We generally avoid tours, but some things we want to do require guides. And, so it was with Cotopaxi Volcano. Climbing is not allowed without a licensed guide. We arranged our hike through our hostel Tiana, in Latacunga.
Our guide was Diego and he met us in the lobby of the hostel. Joining us were two Germans and two Dutch backpackers. These young guys had just finished university and before starting their careers they decided to tour South America for a few months.
We all loaded into the Land Rover for the 45 minute drive to Cotopaxi National Park. Cotopaxi is a volcano located about 30 miles south of Quito and is part of the chain of volcanoes know as the Pacific Ring of Fire. At 19,347 feet it has one of the few equatorial glaciers in the world. The glacier begins at about 16,400 feet. The volcano last erupted in August 2015 through January 2016. It has had 87 known eruptions.
We stopped at the Cotopaxi visitor center for a tour where we learned that if the volcano erupted we only have a few minutes to take some selfies, there would be no escaping the avalanche of snow, water, ice and debris.
Diego then directed us to the snack bar at the visitors center.
“They sell coca leaves in the sack bar. Drink some coca tea and then chew the leaves. It will help with altitude sickness.”
“Isn’t that where cocaine comes from? We watch ‘Narcos’ on Netflix.” Said one of the Germans.
“It is illegal to sell in most places in Ecuador. But, it is allowed in high altitude places like Cotopaxi.” Diego responded. “I recommend it because of the altitude. It really works.”
With that we all went to the gift shop and purchased warm coca tea. We drank it and saved the leaves to chew during the climb. We all then returned to the vehicle for the final drive to the trailhead for the climb up Cotopaxi.

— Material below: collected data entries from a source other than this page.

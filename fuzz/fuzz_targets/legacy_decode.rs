#![no_main]

use camunpack::lzss::legacy::LegacyDecoder;
use camunpack::Decoder;
use libfuzzer_sys::fuzz_target;

fuzz_target!(|data: &[u8]| {
    if data.len() < 2 {
        return;
    }
    let target = u16::from_le_bytes([data[0], data[1]]) as usize;
    let mut decompressed: Vec<u8> = Vec::new();
    {
        let mut decoder = LegacyDecoder::new(&data[2..], &mut decompressed, target);
        let _ = decoder.decode();
    }
});
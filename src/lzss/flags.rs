//! The control bits that select between literals and back-references.

use crate::utils::cursor::ByteCursor;

/// The order in which the bits of a control byte are handed out.
#[derive(Copy, Clone, Debug, PartialEq, Eq)]
pub enum BitOrder {
    /// Bit 0 first. This is the order used by archive payloads.
    LsbFirst,
    /// Bit 7 first. Only the legacy decoder reads control bytes this way.
    MsbFirst,
}

/// The mask value that signals that every bit of the control byte was used.
const RELOAD: u16 = 0x100;

/// Hands out one control bit at a time, pulling a fresh control byte from the
/// compressed stream after every eight bits.
#[derive(Clone, Debug)]
pub struct FlagCursor {
    order: BitOrder,
    /// The current control byte, stored so that the next bit is always tested
    /// by 'mask' regardless of the bit order.
    control: u8,
    /// Selects the next bit of 'control': 1, 2, 4 .. 128, then RELOAD.
    mask: u16,
}

impl FlagCursor {
    /// Creates a cursor with no control byte loaded. The first call to
    /// 'next_bit' reads one.
    pub fn new(order: BitOrder) -> Self {
        Self {
            order,
            control: 0,
            mask: RELOAD,
        }
    }

    /// Returns the next control bit, or None if a control byte was needed and
    /// 'input' is exhausted.
    pub fn next_bit(&mut self, input: &mut ByteCursor) -> Option<bool> {
        if self.mask == RELOAD {
            let byte = input.read_u8()?;
            self.control = match self.order {
                BitOrder::LsbFirst => byte,
                BitOrder::MsbFirst => byte.reverse_bits(),
            };
            self.mask = 1;
        }
        let bit = u16::from(self.control) & self.mask != 0;
        self.mask <<= 1;
        Some(bit)
    }
}

#[test]
fn test_flags_lsb_first() {
    let input = [0b1010_0011, 0x01];
    let mut stream = ByteCursor::new(&input);
    let mut flags = FlagCursor::new(BitOrder::LsbFirst);
    let bits: Vec<bool> = (0..8).map(|_| flags.next_bit(&mut stream).unwrap()).collect();
    assert_eq!(
        bits,
        [true, true, false, false, false, true, false, true]
    );
    assert_eq!(stream.position(), 1);
    // The ninth bit comes from the second control byte.
    assert_eq!(flags.next_bit(&mut stream), Some(true));
    assert_eq!(stream.position(), 2);
}

#[test]
fn test_flags_msb_first() {
    let input = [0b1010_0011];
    let mut stream = ByteCursor::new(&input);
    let mut flags = FlagCursor::new(BitOrder::MsbFirst);
    let bits: Vec<bool> = (0..8).map(|_| flags.next_bit(&mut stream).unwrap()).collect();
    assert_eq!(
        bits,
        [true, false, true, false, false, false, true, true]
    );
}

#[test]
fn test_flags_exhausted() {
    let mut stream = ByteCursor::new(&[]);
    let mut flags = FlagCursor::new(BitOrder::LsbFirst);
    assert_eq!(flags.next_bit(&mut stream), None);

    let input = [0xff];
    let mut stream = ByteCursor::new(&input);
    for _ in 0..8 {
        assert_eq!(flags.next_bit(&mut stream), Some(true));
    }
    assert_eq!(flags.next_bit(&mut stream), None);
}
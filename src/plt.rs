//! Pilot files (.plt) hold fixed-layout pilot records followed by callsign
//! data:
//!
//! ```text
//!   i16 num_pilots
//!   num_pilots x { i16 usage | u8 voice_id | u8 photo_id }
//!   i16 num_callsigns
//!   num_callsigns bytes
//! ```

use std::fmt;

use crate::utils::cursor::ByteCursor;
use crate::ArchiveError;

const PILOT_RECORD_LEN: usize = 4;

#[derive(Copy, Clone, Debug, Default, PartialEq, Eq)]
pub struct PilotInfo {
    pub usage: i16,
    pub voice_id: u8,
    pub photo_id: u8,
}

#[derive(Clone, Debug, Default, PartialEq, Eq)]
pub struct PltFile {
    pub pilots: Vec<PilotInfo>,
    pub callsigns: Vec<u8>,
}

/// Read a record count and check that 'cursor' holds 'record_len' bytes for
/// each record.
fn read_count(
    cursor: &mut ByteCursor,
    what: &'static str,
    record_len: usize,
) -> Result<usize, ArchiveError> {
    let offset = cursor.position();
    let count = cursor
        .read_i16_le()
        .ok_or(ArchiveError::Truncated { what, offset })?;
    let bad_count = ArchiveError::BadCount {
        what,
        count: count as i64,
    };
    let count = usize::try_from(count).map_err(|_| bad_count)?;
    if count * record_len > cursor.remaining() {
        return Err(ArchiveError::Truncated {
            what,
            offset: cursor.position(),
        });
    }
    Ok(count)
}

impl PltFile {
    pub fn parse(input: &[u8]) -> Result<Self, ArchiveError> {
        let mut cursor = ByteCursor::new(input);

        let num_pilots = read_count(&mut cursor, "pilot", PILOT_RECORD_LEN)?;
        let mut pilots = Vec::with_capacity(num_pilots);
        for _ in 0..num_pilots {
            let record = cursor.take(PILOT_RECORD_LEN).ok_or(
                ArchiveError::Truncated {
                    what: "pilot",
                    offset: cursor.position(),
                },
            )?;
            pilots.push(PilotInfo {
                usage: i16::from_le_bytes([record[0], record[1]]),
                voice_id: record[2],
                photo_id: record[3],
            });
        }

        let num_callsigns = read_count(&mut cursor, "callsign", 1)?;
        let callsigns = cursor
            .take(num_callsigns)
            .ok_or(ArchiveError::Truncated {
                what: "callsign",
                offset: cursor.position(),
            })?
            .to_vec();

        if !cursor.is_empty() {
            log::debug!(
                "Ignoring {} trailing bytes in pilot file",
                cursor.remaining()
            );
        }
        Ok(Self { pilots, callsigns })
    }

    /// Serialize the records in the layout that 'parse' reads.
    pub fn to_bytes(&self) -> Result<Vec<u8>, ArchiveError> {
        let count = |what, len: usize| {
            i16::try_from(len).map_err(|_| ArchiveError::BadCount {
                what,
                count: len as i64,
            })
        };
        let num_pilots = count("pilot", self.pilots.len())?;
        let num_callsigns = count("callsign", self.callsigns.len())?;

        let mut out = Vec::with_capacity(
            4 + self.pilots.len() * PILOT_RECORD_LEN + self.callsigns.len(),
        );
        out.extend(num_pilots.to_le_bytes());
        for pilot in &self.pilots {
            out.extend(pilot.usage.to_le_bytes());
            out.push(pilot.voice_id);
            out.push(pilot.photo_id);
        }
        out.extend(num_callsigns.to_le_bytes());
        out.extend(&self.callsigns);
        Ok(out)
    }
}

impl fmt::Display for PltFile {
    fn fmt(&self, f: &mut fmt::Formatter<'_>) -> fmt::Result {
        writeln!(f, "Number of pilots: {}", self.pilots.len())?;
        for (i, pilot) in self.pilots.iter().enumerate() {
            writeln!(
                f,
                "Pilot {}: Usage={}, Voice ID={}, Photo ID={}",
                i, pilot.usage, pilot.voice_id, pilot.photo_id
            )?;
        }
        writeln!(f, "Number of callsigns: {}", self.callsigns.len())?;
        write!(f, "Callsign data: {:?}", self.callsigns)
    }
}
//! The sliding window dictionary.

use super::WINDOW_SIZE;

const MASK: usize = WINDOW_SIZE - 1;

/// A circular buffer that holds the most recently decoded bytes. Decoding
/// writes every output byte into the window, and back-references read from
/// it, possibly from slots that were written earlier in the same match.
#[derive(Clone)]
pub struct Window {
    slots: [u8; WINDOW_SIZE],
    /// The next slot to be overwritten. Slot 0 is skipped by the first pass,
    /// so writing starts at 1.
    pos: usize,
    /// The number of bytes written, saturating at WINDOW_SIZE.
    filled: usize,
}

impl Default for Window {
    fn default() -> Self {
        Self::new()
    }
}

impl Window {
    pub fn new() -> Self {
        Self {
            slots: [0; WINDOW_SIZE],
            pos: 1,
            filled: 0,
        }
    }

    /// The slot that the next write goes to.
    pub fn pos(&self) -> usize {
        self.pos
    }

    /// Append 'byte' and advance the write position.
    pub fn write(&mut self, byte: u8) {
        self.slots[self.pos] = byte;
        self.pos = (self.pos + 1) & MASK;
        if self.filled < WINDOW_SIZE {
            self.filled += 1;
        }
    }

    /// Returns true if 'slot' holds a byte written by this decode.
    pub fn is_written(&self, slot: usize) -> bool {
        // Slots are filled in order starting at 1, so the age of a slot is
        // its distance from slot 1.
        self.filled == WINDOW_SIZE || ((slot & MASK) + MASK) & MASK < self.filled
    }

    /// Returns the byte in 'slot' (taken modulo the window size), or None if
    /// the slot was never written.
    pub fn get(&self, slot: usize) -> Option<u8> {
        let slot = slot & MASK;
        if !self.is_written(slot) {
            return None;
        }
        Some(self.slots[slot])
    }

    /// Returns the byte written 'distance' slots before the write position.
    /// A distance of zero or one that reaches past the written data is
    /// rejected.
    pub fn read(&self, distance: usize) -> Option<u8> {
        if distance == 0 || distance >= WINDOW_SIZE {
            return None;
        }
        self.get((self.pos + WINDOW_SIZE - distance) & MASK)
    }
}

#[test]
fn test_window_fresh() {
    let window = Window::new();
    assert_eq!(window.pos(), 1);
    for slot in [0, 1, 2, MASK] {
        assert_eq!(window.get(slot), None);
    }
    assert_eq!(window.read(1), None);
}

#[test]
fn test_window_read_by_distance() {
    let mut window = Window::new();
    for byte in b"abc" {
        window.write(*byte);
    }
    assert_eq!(window.pos(), 4);
    assert_eq!(window.read(1), Some(b'c'));
    assert_eq!(window.read(3), Some(b'a'));
    assert_eq!(window.read(4), None);
    assert_eq!(window.read(0), None);
    assert_eq!(window.get(1), Some(b'a'));
    assert_eq!(window.get(0), None);
    assert_eq!(window.get(4), None);
}

#[test]
fn test_window_wraps() {
    let mut window = Window::new();
    for i in 0..WINDOW_SIZE - 1 {
        window.write(i as u8);
    }
    // Every slot but 0 is written and the write position wrapped to 0.
    assert_eq!(window.pos(), 0);
    assert_eq!(window.get(0), None);
    assert_eq!(window.get(MASK), Some((WINDOW_SIZE - 2) as u8));

    window.write(0xaa);
    assert_eq!(window.pos(), 1);
    assert_eq!(window.get(0), Some(0xaa));
    assert_eq!(window.read(1), Some(0xaa));

    // Overwrite slot 1, the oldest byte.
    window.write(0xbb);
    assert_eq!(window.get(1), Some(0xbb));
    assert_eq!(window.read(WINDOW_SIZE - 1), Some(2));
}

Two years ago we climbed Mount Whitney in California. Mount Whitney is the highest peak in the continental United States at 14,500 feet. Our plan for the day was to climb to the Cotopaxi glacier at 16,400 feet. This would be nearly 2,000 feet higher than any point in the lower forty-eight states.
Inexperienced climbers can climb to the peak of Cotopaxi. It is not considered a technical climb but it does require two days and one night to acclimate to the altitude along with crampons, ice picks and ropes. The hike to the top begins around midnight and most climbers reach the summit by 7 am. The decent begins early before the sun begins to melt the glacier making it unstable.
We opted for the simple one day trek to the glacier. It required no special equipment and no overnight stay.
We parked the vehicle and began the hike up the volcano. The air was cool and crisp and the wind was blowing. There is no vegetation growing at the high altitude and there was nothing to block the wind. I put some coca leaves in my mouth and began to chew.
“The weather changes quickly at this altitude. We can go though all four seasons in a few minutes.” Diego told us.
We walked up the slope very slowly. The air at this altitude is very thin and each breath is labored. The key to a successful climb is slow and steady. The coca leaves seemed to be working. No one complained about altitude sickness. Maybe it is that you just don’t care about altitude sickness when chewing coca leaves. Who knows?
As we walked the weather began to change. Clouds rolled in and visibility quickly became limited. We could only see a few feet in front of us. It didn’t look good.
As we continued up the trail a large red building suddenly came into view. The building is known as “The Refuge” and is located at 16,000 feet. It is a safe place for hikers in bad weather and also serves food and warm drinks. The upstairs of the building serves as sleeping quarters for the climbers who are acclimating for the trek to the summit.
Diego directed us into the building.
“The weather is changing. There is a thunder storm on top of the volcano.” Diego said. “We will wait out the storm inside.”
We entered the large dining room in The Refuge and were greeted by other hikers who were already inside. Almost immediately after we arrived we heard the wind begin to pick up and hail began to pelt the building. We had made it inside just in the nick of time.
“The storm may pass quickly and we can the hike to the glacier.” Diego told us.
We sat around a table telling stories and getting to know each other as we waited for the storm to pass. After about forty-five minutes Diego returned to our table.
“The weather is not going to pass. We will not make it to the glacier this afternoon. We have to hike down instead” he told us.
We were all a little disappointed that we would not make it the final 400 feet up to the glacier. However, we had made it to the refuge. We were more than satisfied to make it 16,000 feet up an active volcano. In that regard the hike was a success. It was certainly my personal best record climb.
The climb down was much easier than the hike up. We made it to the trailhead and began the drive out of Cotopaxi National Park. Diego had arranged a lunch for us at a small restaurant located in the park. The place had stunning views of the volcano and it was the perfect place to relax after the hike.
We then made the short drive back to Latacunga, exhausted but well fed. We also had another hiking story and some new friends. Even though we did not reach the glacier we have to say that the Cotopaxi Volcano climb was a resounding success.